UGLICH, a town of Russia, in the government of Yaroslavl, on the upper Volga, 63 m. W. by S. of the. city of Yaroslavl. Pop., 9698. Its historical remains are mostly associated with Prince Dmitri, son of Ivan the Terrible, who was believed to have been murdered (1591) here by Boris Godunov. The wooden house (built in 1481, restored in 1892) which the prince occupied, a church of St Demetrius, erected at the spot where he was killed, and a kiosk on the site of a convent where his mother was forcibly consecrated a nun, are the principal memorials of this incident. The cathedral was erected in the 13th century, but subsequently restored, and contains the grave of Prince Roman. The industries include paper-mills, flour-mills, distilleries, copper works, tand linen factories; and the samovars (tea-urns) and sausages made here are famous.

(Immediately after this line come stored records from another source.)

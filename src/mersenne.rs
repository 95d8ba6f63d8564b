//! # Mersenne — Lucas–Lehmer Engine
//!
//! Tests 2^q − 1 for primality with the recurrence
//!
//! ```text
//! s_0 = 4,   s_{k+1} = s_k² − 2  (mod 2^q − 1)
//! ```
//!
//! 2^q − 1 is prime iff s_{q−2} ≡ 0. The state s lives in n mixed-radix limbs
//! (see [`crate::tables`]); each step squares it with an IBDWT over the NTT
//! field, so the modular reduction by 2^q − 1 is free.
//!
//! ## One Step
//!
//! 1. weight the limbs
//! 2. forward transform
//! 3. square pointwise
//! 4. inverse transform
//! 5. unweight, which also divides by n
//! 6. carry each limb into the next; a carry out of the top limb is worth
//!    2^q ≡ 1 and re-enters at limb 0
//! 7. subtract 2 with borrow, wrapping the same way
//!
//! After step 5 every limb is an exact integer below 2^63 (the table builder's
//! guard), so carries never lose precision.
//!
//! ## Carry Primitives
//!
//! `add64` ripples a full 64-bit carry with [`mod_adc`] and drops to the cheaper
//! `add32` ripple as soon as the carry is below 2^⌊q/n⌋, where each further
//! limb usually costs a single compare. `sub32` is the borrowing counterpart.
//! All three assume limbs are within their widths on entry and restore that
//! on exit. A carry or borrow out of the top limb re-enters at limb 0.

use rug::ops::RemRounding;
use rug::Integer;
use serde::Serialize;
use std::sync::atomic::Ordering;
use std::time::Instant;
use tracing::{debug, info};

use crate::config::RunConfig;
use crate::error::MersenneError;
use crate::fft::{Fft, FftKind, Transform};
use crate::modmath::{mod_adc, MAX_LOG_N};
use crate::progress::Progress;
use crate::tables::DigitTables;
use crate::vector::{mod_vector_mul, mod_vector_sqr};
use crate::verify::{integer_to_limbs, limbs_to_integer, mersenne_number, reference_state};

/// Lucas–Lehmer state and tables for one exponent.
pub struct Mersenne {
    tables: DigitTables,
    /// 2^small_width: carries below this take the 32-bit path.
    small_digit_max: u64,
    x: Vec<u64>,
    fft: Transform,
}

impl Mersenne {
    /// Set up for 2^exponent − 1 at transform length 2^log_n.
    ///
    /// A retryable error means this size cannot host the exponent; see
    /// [`MersenneError::is_retryable`].
    pub fn initialise(log_n: u8, exponent: u64) -> Result<Self, MersenneError> {
        let tables = DigitTables::build(log_n, exponent)?;
        let fft = Transform::new(log_n);
        let n = tables.n;
        Ok(Mersenne {
            small_digit_max: 1u64 << tables.small_width,
            tables,
            x: vec![0; n],
            fft,
        })
    }

    /// Set up at the smallest transform length that can host the exponent.
    pub fn auto_initialise(exponent: u64) -> Result<Self, MersenneError> {
        for log_n in 0..=MAX_LOG_N {
            match Self::initialise(log_n, exponent) {
                Ok(m) => {
                    info!(
                        exponent,
                        log_n,
                        fft = %m.fft_kind(),
                        small_width = m.tables.small_width,
                        "transform size selected"
                    );
                    return Ok(m);
                }
                Err(e) if e.is_retryable() => {
                    debug!(exponent, log_n, reason = %e, "transform size rejected");
                }
                Err(e) => return Err(e),
            }
        }
        Err(MersenneError::ExponentTooLarge {
            exponent,
            max_log_n: MAX_LOG_N,
        })
    }

    pub fn exponent(&self) -> u64 {
        self.tables.exponent
    }

    pub fn log_n(&self) -> u8 {
        self.tables.log_n
    }

    /// Number of limbs.
    pub fn n(&self) -> usize {
        self.tables.n
    }

    pub fn fft_kind(&self) -> FftKind {
        self.fft.kind()
    }

    pub fn digit_widths(&self) -> &[u8] {
        &self.tables.digit_widths
    }

    pub fn limbs(&self) -> &[u64] {
        &self.x
    }

    /// The state as an integer in [0, 2^q − 1].
    pub fn value(&self) -> Integer {
        limbs_to_integer(&self.x, &self.tables.digit_widths)
    }

    /// Replace the state with `value` mod 2^q − 1.
    pub fn load(&mut self, value: &Integer) {
        let m = mersenne_number(self.exponent());
        let reduced = Integer::from(value.rem_euc(&m));
        self.x = integer_to_limbs(&reduced, &self.tables.digit_widths);
    }

    /// Add c at limb `start`, rippling the carry upward.
    ///
    /// Usually the carry out of the first limb is 1 and each further limb
    /// costs one compare. Limbs narrower than c (forced oversized transforms
    /// give widths of 0 or 1) pass the excess on.
    pub fn add32(&mut self, c: u32, start: usize) {
        let n = self.tables.n;
        let widths = &self.tables.digit_widths;
        let mut c = c as u64;
        let mut i = start;
        while c != 0 {
            while i < n {
                let width = widths[i];
                let t = self.x[i] + c;
                if t < 1u64 << width {
                    self.x[i] = t;
                    return;
                }
                self.x[i] = t & ((1u64 << width) - 1);
                c = t >> width;
                i += 1;
            }
            // carried out of the top limb: 2^q ≡ 1
            i = 0;
        }
    }

    /// Subtract c from limb 0, rippling the borrow upward.
    pub fn sub32(&mut self, c: u32) {
        let n = self.tables.n;
        let widths = &self.tables.digit_widths;
        let mut c = c as u64;
        while c != 0 {
            for i in 0..n {
                if self.x[i] >= c {
                    self.x[i] -= c;
                    return;
                }
                let width = widths[i];
                let deficit = c - self.x[i];
                let borrow = (deficit + (1u64 << width) - 1) >> width;
                self.x[i] = (borrow << width) - deficit;
                c = borrow;
            }
        }
    }

    /// Add a 64-bit carry at limb 0.
    pub fn add64(&mut self, mut c: u64) {
        let n = self.tables.n;
        while c != 0 {
            for i in 0..n {
                self.x[i] = mod_adc(self.x[i], self.tables.digit_widths[i], &mut c);
                if c < self.small_digit_max {
                    if c != 0 {
                        self.add32(c as u32, i + 1);
                    }
                    return;
                }
            }
        }
    }

    /// One Lucas–Lehmer step: x = x² − 2 mod 2^q − 1.
    pub fn mul(&mut self) {
        mod_vector_mul(&mut self.x, &self.tables.weight);
        self.fft.fft(&mut self.x);
        mod_vector_sqr(&mut self.x);
        self.fft.inv_fft(&mut self.x);
        mod_vector_mul(&mut self.x, &self.tables.unweight);

        let mut c = 0u64;
        for (limb, &width) in self.x.iter_mut().zip(&self.tables.digit_widths) {
            *limb = mod_adc(*limb, width, &mut c);
        }
        if c != 0 {
            self.add64(c);
        }

        self.sub32(2);
    }

    /// Bottom 64 bits of the carried state.
    ///
    /// A zero word is only reported after confirming every limb is zero, so a
    /// composite whose low bits happen to vanish is not mistaken for a prime.
    pub fn residue(&self) -> u64 {
        let widths = &self.tables.digit_widths;
        let mut r = 0u64;
        let mut bit = 0u32;
        for (&limb, &width) in self.x.iter().zip(widths) {
            if bit >= 64 {
                break;
            }
            r |= limb << bit;
            bit += width as u32;
        }
        if r != 0 {
            return r;
        }
        self.x.iter().fold(0, |acc, &limb| acc | limb)
    }

    /// Reset the state to the Lucas–Lehmer seed 4.
    pub fn seed(&mut self) {
        self.x.iter_mut().for_each(|limb| *limb = 0);
        // through add32 so a first limb narrower than 3 bits still carries
        self.add32(4, 0);
    }

    /// Seed and run; `iterations == 0` runs the full q − 2 steps.
    /// Returns the number of steps performed.
    pub fn run(&mut self, iterations: u64) -> u64 {
        self.run_with_progress(iterations, None)
    }

    pub fn run_with_progress(&mut self, iterations: u64, progress: Option<&Progress>) -> u64 {
        let iterations = self.resolve_iterations(iterations);
        if let Some(p) = progress {
            p.begin(&format!("M{}", self.exponent()), iterations);
        }
        self.seed();
        for i in 0..iterations {
            self.mul();
            if let Some(p) = progress {
                p.completed.store(i + 1, Ordering::Relaxed);
            }
        }
        iterations
    }

    /// Set up as configured: the forced transform size, or the smallest one
    /// that can host the exponent.
    pub fn for_config(exponent: u64, config: &RunConfig) -> Result<Self, MersenneError> {
        config.validate()?;
        match config.log_n {
            Some(log_n) => Mersenne::initialise(log_n, exponent),
            None => Mersenne::auto_initialise(exponent),
        }
    }

    /// Seed, run the configured number of squarings and report. With
    /// `config.verify` the final state must equal the GMP reference.
    pub fn test(
        &mut self,
        config: &RunConfig,
        progress: Option<&Progress>,
    ) -> Result<TestReport, MersenneError> {
        let exponent = self.exponent();
        let start = Instant::now();
        let iterations = self.run_with_progress(config.iterations, progress);
        let residue = self.residue();
        let elapsed_secs = start.elapsed().as_secs_f64();

        // an exponent of 2 has no squarings, and M2 = 3 is prime
        let full_test = config.iterations == 0 || iterations == exponent.saturating_sub(2);
        let is_prime = full_test.then_some(exponent == 2 || residue == 0);

        if config.verify {
            self.confirm_state(iterations, &reference_state(exponent, iterations))?;
            info!(exponent, iterations, "state matches GMP reference");
        }

        Ok(TestReport {
            exponent,
            log_n: self.log_n(),
            fft: self.fft_kind(),
            iterations,
            full_test,
            residue,
            residue_hex: format_residue(residue),
            is_prime,
            verified: config.verify,
            elapsed_secs,
        })
    }

    /// Compare the whole state, reduced mod 2^q − 1, with `expected`.
    fn confirm_state(&self, iterations: u64, expected: &Integer) -> Result<(), MersenneError> {
        let modulus = mersenne_number(self.exponent());
        let state = Integer::from((&self.value()).rem_euc(&modulus));
        if state == *expected {
            return Ok(());
        }
        Err(MersenneError::ResidueMismatch {
            exponent: self.exponent(),
            iterations,
            residue: self.residue(),
            expected: expected.to_u64_wrapping(),
        })
    }

    /// Map the "0 means full test" convention onto a step count.
    pub fn resolve_iterations(&self, iterations: u64) -> u64 {
        if iterations == 0 {
            self.exponent().saturating_sub(2)
        } else {
            iterations
        }
    }
}

/// Outcome of one test, as printed by the CLI.
#[derive(Debug, Clone, Serialize)]
pub struct TestReport {
    pub exponent: u64,
    pub log_n: u8,
    pub fft: FftKind,
    pub iterations: u64,
    /// True when the run covered all q − 2 steps.
    pub full_test: bool,
    pub residue: u64,
    pub residue_hex: String,
    /// Only known for full tests.
    pub is_prime: Option<bool>,
    /// Whether the residue was cross-checked against the GMP reference.
    pub verified: bool,
    pub elapsed_secs: f64,
}

/// `0x` followed by 16 uppercase hex digits.
pub fn format_residue(residue: u64) -> String {
    format!("0x{:016X}", residue)
}

/// Initialise, run and report a test of 2^exponent − 1.
pub fn test_exponent(
    exponent: u64,
    config: &RunConfig,
    progress: Option<&Progress>,
) -> Result<TestReport, MersenneError> {
    Mersenne::for_config(exponent, config)?.test(config, progress)
}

The local annals go as far back as the 9th century. Until the 14th century Uglich was a separate principality, which extended over eastern Tver. In 1329 the sons of Prince Roman the Saint renounced their independence in favour of Moscow, and fifty years later the Uglich princes sold their rights to the great prince of Moscow. The Tatars plundered the town in 1237, 1293 and 1408, and the Lithuanians did the same at a later date.


UHDE, FRITZ KARL HERMANN VON (1848-       ), German painter, was born at Wolkenburg in Saxony. His artistic career, for which he studied first in Dresden, was interrupted for nearly ten years by military service, which included the two years of the Franco-German War, but in 1877 he again turned his attention to art, studying under Munkacsy in Paris and afterwards independently in Holland. His inclination was from the first directed towards religious subjects. He revived the practice of treating Biblical episodes realistically by transferring them to modern days. Thus in the “Come, Lord Jesus, be our Guest,” of the Berlin National Gallery, Christ appears among the peasant family assembled for their meal in a modern German farmhouse “parlour,” and in “The Sermon on the Mount” (Berlin, private collection) addresses a crowd of 19th century harvesters. Similar in conception are “Suffer Little Children to come unto Me” (Leipzig Museum), “The Holy Night” (Dresden Gallery), “The Last Supper,” “The Journey to Bethlehem” (Munich Pinakothek) and “The Miraculous Draught of Fishes.” Other works of his in public collections are: “Saying Grace,” at the Luxembourg in Paris; “Christ at Emmaus,” at the Staedel Institute, Frankfort; “The Farewell of Tobias,” at the Liechtenstein Gallery, Vienna; and a portrait of the actor Wohlmuth, at the Christiania Museum. Von Uhde became professor and honorary member of the academies of Munich, Dresden and Berlin.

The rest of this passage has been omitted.